Aunque la categoría de ciudadano ha cambiado radicalmente desde la antigua Grecia y la democracia pasó de ser un modelo de pequeñas ciudades-estado ubicadas en un archipiélago del mar mediterráneo a una compleja dimensión social de grandes ciudades donde impera la lógica de la democracia representativa, no es dable afirmar que la Ciencia Política dejó de ser ese campo del saber humano enfocado en contribuir al entendimiento de las relaciones de poder a partir de la organización social y política.
Es claro que en el último siglo y tras el avance del paradigma conductista a mediados del siglo XX orientado a alcanzar el mayor nivel de cientificidad como posibilidad de comunicación intersubjetiva de los conocimientos adquiridos (Pasquino, 2014), la Ciencia Política inició un intrincado proceso de fortalecimiento confluyendo en la articulación de un método que generó múltiples tendencias, corrientes y escuelas. De facto, el debate en torno a su condición de “ciencia” se sintió superado iniciando una tardía transición entre el relato seguro de la modernidad y la incertidumbre metodológica de la posmodernidad. Sin embargo, tras dos milenios de avances, hallazgos y retrocesos, no se duda de que la Ciencia Política contemporánea se ha erigido en el campo de las humanidades como una disciplina con valor autónomo (con una cientificidad asociada a factores economicistas) y capacidad de diálogo teórico-metodológicos con otras áreas de las humanidades (interdisciplinariedad).

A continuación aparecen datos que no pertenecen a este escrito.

// SPDX-License-Identifier: BUSL-1.1
// Copyright (c) 2026 Alfred Jean LLC

// Allow panic!/unwrap/expect in test code
#![cfg_attr(test, allow(clippy::panic))]
#![cfg_attr(test, allow(clippy::unwrap_used))]
#![cfg_attr(test, allow(clippy::expect_used))]
// Enable coverage(off) attribute for excluding test infrastructure
#![cfg_attr(coverage_nightly, feature(coverage_attribute))]

//! Adapters for external I/O: agent CLI execution, terminal multiplexing,
//! and hook-record file tailing.

mod env;
pub mod executor;
pub mod multiplexer;
pub mod subprocess;
pub mod tail;
pub mod traced;

pub use executor::{
    supports_resume, ClaudeExecutorAdapter, CodexExecutorAdapter, ExecutorAdapter, ExecutorError,
    ExecutorHandle, GeminiExecutorAdapter, LaunchSpec,
};
pub use multiplexer::{MultiplexerAdapter, MultiplexerError, NoOpMultiplexerAdapter, TmuxMultiplexerAdapter};
pub use tail::{watch_file, FileTailer};
pub use traced::{TracedExecutor, TracedMultiplexer};

// Test support - only compiled for tests or when explicitly requested
#[cfg(any(test, feature = "test-support"))]
pub use executor::{ExecutorCall, FakeExecutorAdapter};
#[cfg(any(test, feature = "test-support"))]
pub use multiplexer::{FakeMultiplexerAdapter, FakeWindow, MultiplexerCall};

Desde esa postura, los aportes de la Ciencia Política a la compresión de la política, así como sus dinámicas e instituciones, son amplios e integran una amplia variedad de tradiciones y escuelas. En términos de especificidad, la Ciencia Política se ha encargado de estudiar el poder en todas sus dimensiones, es decir, explorar el conjunto de condiciones objetivas y subjetivas que sustentan el régimen y el sistema político de una comunidad humana. Es así como los aportes de la disciplina han sido trascendentales para configurar una corriente de estudios sobre los partidos o movimientos políticos como piezas articuladoras o representativas en el sistema político (democrático o no democrático); el tipo de régimen político que orienta la vida de una sociedad; la configuración política de las ramas del poder público como herencia del liberalismo clásico; las expresiones democráticas y su relación con la movilización social; las relaciones internacionales en el marco de un multilateralismo globalizado. Son aportes que contribuyen al entendimiento de la política como un fenómeno complejo y dinámico en las esferas: local, nacional e internacional.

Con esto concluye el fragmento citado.